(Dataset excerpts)

Segment Open

//! Status lifecycle rules for jobs and bugs.
//!
//! Both state machines are expressed as "which source states may move to
//! this target". Storage backends turn that into a conditional update
//! (`... WHERE status = ANY($allowed)`) so a transition is checked and applied
//! in one step, and use [`plan_transition`] to explain an update that did not
//! apply.
//!
//! Jobs:
//!
//! ```text
//! queued --claim--> processing --complete--> done
//!                              \--fail-----> error
//! ```
//!
//! Bugs:
//!
//! ```text
//! new/queued --claim--> analyzing --success--> analyzed
//!                                 \--failure--> error --manual reset--> queued
//! ```

use crate::models::{Bug, BugStatus, JobStatus};

/// A status type with a fixed transition table.
pub trait LifecycleState: Copy + Eq + std::fmt::Debug + 'static {
    /// States from which `self` may be entered.
    fn allowed_sources(self) -> &'static [Self];

    fn can_transition_to(self, target: Self) -> bool {
        target.allowed_sources().contains(&self)
    }
}

impl LifecycleState for JobStatus {
    fn allowed_sources(self) -> &'static [Self] {
        match self {
            JobStatus::Queued => &[],
            JobStatus::Processing => &[JobStatus::Queued],
            JobStatus::Done => &[JobStatus::Processing],
            JobStatus::Error => &[JobStatus::Processing],
        }
    }
}

impl LifecycleState for BugStatus {
    fn allowed_sources(self) -> &'static [Self] {
        match self {
            BugStatus::New => &[],
            BugStatus::Queued => &[BugStatus::New, BugStatus::Error],
            BugStatus::Analyzing => &[BugStatus::New, BugStatus::Queued],
            BugStatus::Analyzed => &[BugStatus::New, BugStatus::Queued, BugStatus::Analyzing],
            BugStatus::Error => &[BugStatus::New, BugStatus::Queued, BugStatus::Analyzing],
        }
    }
}

/// Outcome of a requested status change.
#[derive(Debug, Clone, Copy, PartialEq, Eq)]
pub enum Transition<S> {
    /// The status changed.
    Applied,
    /// Already in the target status; nothing written.
    Unchanged,
    /// Not a legal move from the current status; nothing written.
    Rejected { current: S },
}

impl<S> Transition<S> {
    /// True when the record ends up in the requested status.
    pub fn reached_target(&self) -> bool {
        matches!(self, Transition::Applied | Transition::Unchanged)
    }
}

/// Decide what moving from `current` to `target` means.
pub fn plan_transition<S: LifecycleState>(current: S, target: S) -> Transition<S> {
    if current == target {
        Transition::Unchanged
    } else if current.can_transition_to(target) {
        Transition::Applied
    } else {
        Transition::Rejected { current }
    }
}

/// Explain a conditional update that matched no row.
///
/// `current` is the status read back after the update. A plan of `Applied`
/// here means another writer moved the record in between, so the change is
/// reported as rejected rather than claimed.
pub fn settle_unapplied<S: LifecycleState>(current: S, target: S) -> Transition<S> {
    match plan_transition(current, target) {
        Transition::Applied => Transition::Rejected { current },
        other => other,
    }
}

/// A bug that already carries a non-empty analysis must not be analyzed again.
pub fn is_already_analyzed(bug: &Bug) -> bool {
    bug.status == BugStatus::Analyzed
        && bug
            .ai_analysis
            .as_deref()
            .is_some_and(|text| !text.trim().is_empty())
}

Segment Closed

For the word "LifecycleState", find all matching lines in the entries above and copy them out.

pub trait LifecycleState: Copy + Eq + std::fmt::Debug + 'static {
impl LifecycleState for JobStatus {
impl LifecycleState for BugStatus {
pub fn plan_transition<S: LifecycleState>(current: S, target: S) -> Transition<S> {
pub fn settle_unapplied<S: LifecycleState>(current: S, target: S) -> Transition<S> {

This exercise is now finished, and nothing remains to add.